EXERCISE OBJECTIVE
Copy out, exactly, the first line of the entries below and every line after it through the one containing "pub mod status;".

►

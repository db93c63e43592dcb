//! The reconciliation engine.
//!
//! [`ResourceCache`] holds the remote state for one run,
//! [`DependencyResolver`] turns rows into [`TestSpec`]s, [`diff::compare`]
//! decides what to do with each and [`Reconciler`] drives the whole run.

pub mod builder;
pub mod cache;
pub mod diff;
pub mod error;
pub mod orchestrator;
pub mod report;
pub mod resolver;
pub mod status;

pub use builder::TestSpec;
pub use cache::{ExistingTest, ResourceCache};
pub use diff::{ChangeSet, Decision, Field, FieldChange};
pub use error::ReconcileError;
pub use orchestrator::{Reconciler, RunMode, RunParams};
pub use report::{RemovalOutcome, RowOutcome, RunCounts, RunReport, RunStatus, Stage};
pub use resolver::{DependencyResolver, Resolved, ResolutionError};
pub use status::{set_status, StatusItem, StatusOutcome, StatusParams, StatusReport};
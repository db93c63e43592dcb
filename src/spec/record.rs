use serde::{Deserialize, Serialize};

/// Column order of written specification files.
pub const COLUMNS: [&str; 24] = [
    "test_name",
    "test_type",
    "target",
    "site_name",
    "site_type",
    "site_lat",
    "site_lon",
    "site_address",
    "site_city",
    "site_region",
    "site_country",
    "site_postal_code",
    "labels",
    "agent_names",
    "dns_servers",
    "dns_port",
    "dns_record_type",
    "period",
    "ping_count",
    "ping_protocol",
    "ping_port",
    "trace_count",
    "trace_protocol",
    "trace_limit",
];

/// One line of the specification file, column for column. Empty cells
/// deserialize to `None`.
#[derive(Serialize, Deserialize, Debug, Clone, Default, PartialEq)]
#[serde(default)]
pub struct SpecRecord {
    pub test_name: Option<String>,
    pub test_type: Option<String>,
    pub target: Option<String>,
    pub site_name: Option<String>,
    pub site_type: Option<String>,
    pub site_lat: Option<String>,
    pub site_lon: Option<String>,
    pub site_address: Option<String>,
    pub site_city: Option<String>,
    pub site_region: Option<String>,
    pub site_country: Option<String>,
    pub site_postal_code: Option<String>,
    pub labels: Option<String>,
    pub agent_names: Option<String>,
    pub dns_servers: Option<String>,
    pub dns_port: Option<String>,
    pub dns_record_type: Option<String>,
    pub period: Option<String>,
    pub ping_count: Option<String>,
    pub ping_protocol: Option<String>,
    pub ping_port: Option<String>,
    pub trace_count: Option<String>,
    pub trace_protocol: Option<String>,
    pub trace_limit: Option<String>,
}

impl SpecRecord {
    /// The trimmed test name, if the cell is not blank.
    pub fn name(&self) -> Option<&str> {
        self.test_name.as_deref().map(str::trim).filter(|s| !s.is_empty())
    }
}
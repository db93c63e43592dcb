//! Bulk pause and resume of managed tests.

use serde::Serialize;
use std::collections::BTreeSet;
use std::fmt;
use tracing::{debug, error, info};

use super::cache::ResourceCache;
use super::error::ReconcileError;
use crate::gateway::Gateway;
use crate::models::TestStatus;

#[derive(Debug, Clone)]
pub struct StatusParams {
    pub management_tag: String,
    pub status: TestStatus,
    /// Restricts the change to these test names; all tagged tests otherwise.
    pub names: Option<BTreeSet<String>>,
}

#[derive(Serialize, Debug, Clone, PartialEq)]
#[serde(tag = "result", rename_all = "snake_case")]
pub enum StatusOutcome {
    Changed,
    AlreadySet,
    Failed { reason: String },
}

#[derive(Serialize, Debug, Clone, PartialEq)]
pub struct StatusItem {
    pub id: String,
    pub name: String,
    #[serde(flatten)]
    pub outcome: StatusOutcome,
}

#[derive(Serialize, Debug, Clone, Default, PartialEq)]
pub struct StatusReport {
    pub changed: usize,
    pub already_set: usize,
    pub failed: usize,
    /// Requested names with no tagged test behind them.
    pub not_found: Vec<String>,
    pub items: Vec<StatusItem>,
}

impl StatusReport {
    pub fn is_success(&self) -> bool {
        self.failed == 0
    }
}

impl fmt::Display for StatusReport {
    fn fmt(&self, f: &mut fmt::Formatter<'_>) -> fmt::Result {
        writeln!(
            f,
            "Status change: changed={} already_set={} failed={}",
            self.changed, self.already_set, self.failed
        )?;
        for name in &self.not_found {
            writeln!(f, "  '{}': no test with the management tag", name)?;
        }
        for item in &self.items {
            if let StatusOutcome::Failed { reason } = &item.outcome {
                writeln!(f, "  '{}' ({}) failed: {}", item.name, item.id, reason)?;
            }
        }
        Ok(())
    }
}

/// Sets the lifecycle status of every selected tagged test. Only loading
/// remote state is fatal.
pub async fn set_status(
    gateway: &dyn Gateway,
    cache: &ResourceCache,
    params: &StatusParams,
) -> Result<StatusReport, ReconcileError> {
    let mut report = StatusReport::default();
    let tagged = cache.tests_tagged(&params.management_tag);

    if let Some(names) = &params.names {
        report.not_found = names
            .iter()
            .filter(|name| !tagged.iter().any(|t| t.name() == name.as_str()))
            .cloned()
            .collect();
    }

    for test in tagged {
        if let Some(names) = &params.names {
            if !names.contains(test.name()) {
                continue;
            }
        }
        let outcome = if test.test.status == Some(params.status) {
            debug!(
                test = %test.name(),
                status = ?params.status,
                "Test already in requested state."
            );
            report.already_set += 1;
            StatusOutcome::AlreadySet
        } else {
            match gateway.set_test_status(&test.id, params.status).await {
                Ok(()) => {
                    info!(
                        test = %test.name(),
                        test_id = %test.id,
                        status = ?params.status,
                        "Changed test status."
                    );
                    report.changed += 1;
                    StatusOutcome::Changed
                }
                Err(e) => {
                    error!(
                        test = %test.name(),
                        test_id = %test.id,
                        error = %e,
                        "Failed to change test status."
                    );
                    report.failed += 1;
                    StatusOutcome::Failed { reason: e.to_string() }
                }
            }
        };
        report.items.push(StatusItem {
            id: test.id.clone(),
            name: test.name().to_string(),
            outcome,
        });
    }
    Ok(report)
}

#[cfg(test)]
mod tests {
    use super::*;
    use crate::gateway::{Failure, GatewayOp, MemoryGateway};
    use crate::models::{AgentClass, Label, Test};

    fn tagged_test(name: &str, label_id: &str, status: TestStatus) -> Test {
        Test {
            id: None,
            name: name.to_string(),
            test_type: "hostname".to_string(),
            status: Some(status),
            settings: Default::default(),
            labels: vec![label_id.to_string()],
            cdate: None,
            edate: None,
        }
    }

    fn managed_label() -> Label {
        Label {
            id: Some("L1".to_string()),
            ..Label::new("csv-managed", "#00FF00", "CSV managed tests")
        }
    }

    #[tokio::test]
    async fn test_pauses_only_tagged_tests_not_already_paused() {
        let gateway = MemoryGateway::new()
            .with_label(managed_label())
            .with_test(tagged_test("a", "L1", TestStatus::Active))
            .with_test(tagged_test("b", "L1", TestStatus::Paused))
            .with_test(tagged_test("c", "other", TestStatus::Active));
        let cache = ResourceCache::load(&gateway, AgentClass::Private).await.unwrap();
        let params = StatusParams {
            management_tag: "csv-managed".to_string(),
            status: TestStatus::Paused,
            names: None,
        };

        let report = set_status(&gateway, &cache, &params).await.unwrap();
        assert_eq!(report.changed, 1);
        assert_eq!(report.already_set, 1);
        assert_eq!(gateway.test_named("a").await.unwrap().status, Some(TestStatus::Paused));
        assert_eq!(gateway.test_named("c").await.unwrap().status, Some(TestStatus::Active));
    }

    #[tokio::test]
    async fn test_named_selection_and_failures() {
        let gateway = MemoryGateway::new()
            .with_label(managed_label())
            .with_test(tagged_test("a", "L1", TestStatus::Paused))
            .with_test(tagged_test("b", "L1", TestStatus::Paused))
            .with_failure(Failure::transport(GatewayOp::SetTestStatus).for_key("b"));
        let cache = ResourceCache::load(&gateway, AgentClass::Private).await.unwrap();
        let params = StatusParams {
            management_tag: "csv-managed".to_string(),
            status: TestStatus::Active,
            names: Some(["b".to_string(), "zzz".to_string()].into_iter().collect()),
        };

        let report = set_status(&gateway, &cache, &params).await.unwrap();
        assert_eq!(report.failed, 1);
        assert_eq!(report.changed, 0);
        assert_eq!(report.not_found, vec!["zzz"]);
        assert!(!report.is_success());
        assert_eq!(gateway.test_named("a").await.unwrap().status, Some(TestStatus::Paused));
    }
}
//! JSON envelopes used by the HTTP API.

use serde::{Deserialize, Serialize};

use crate::models::{Agent, Label, Site, Test, TestStatus};

#[derive(Deserialize, Debug, Default)]
#[serde(rename_all = "camelCase")]
pub struct ListTestsResponse {
    #[serde(default)]
    pub tests: Vec<Test>,
    #[serde(default)]
    pub invalid_count: Option<u32>,
}

#[derive(Deserialize, Debug, Default)]
#[serde(rename_all = "camelCase")]
pub struct ListAgentsResponse {
    #[serde(default)]
    pub agents: Vec<Agent>,
    #[serde(default)]
    pub invalid_count: Option<u32>,
}

#[derive(Deserialize, Debug, Default)]
#[serde(rename_all = "camelCase")]
pub struct ListLabelsResponse {
    #[serde(default)]
    pub labels: Vec<Label>,
    #[serde(default)]
    pub invalid_count: Option<u32>,
}

#[derive(Deserialize, Debug, Default)]
#[serde(rename_all = "camelCase")]
pub struct ListSitesResponse {
    #[serde(default)]
    pub sites: Vec<Site>,
    #[serde(default)]
    pub invalid_count: Option<u32>,
}

#[derive(Serialize, Deserialize, Debug)]
pub struct TestEnvelope {
    pub test: Test,
}

#[derive(Serialize, Deserialize, Debug)]
pub struct LabelEnvelope {
    pub label: Label,
}

#[derive(Serialize, Deserialize, Debug)]
pub struct SiteEnvelope {
    pub site: Site,
}

#[derive(Serialize, Debug)]
pub struct SetTestStatusRequest<'a> {
    pub id: &'a str,
    pub status: TestStatus,
}

/// Body of responses that carry nothing, such as deletes.
#[derive(Deserialize, Debug, Default)]
pub struct Empty {}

◄

ANSWER FOR THE TASK
repository db93c63e43592dcb
//! The reconciliation engine.
//!
//! [`ResourceCache`] holds the remote state for one run,
//! [`DependencyResolver`] turns rows into [`TestSpec`]s, [`diff::compare`]
//! decides what to do with each and [`Reconciler`] drives the whole run.

pub mod builder;
pub mod cache;
pub mod diff;
pub mod error;
pub mod orchestrator;
pub mod report;
pub mod resolver;
pub mod status;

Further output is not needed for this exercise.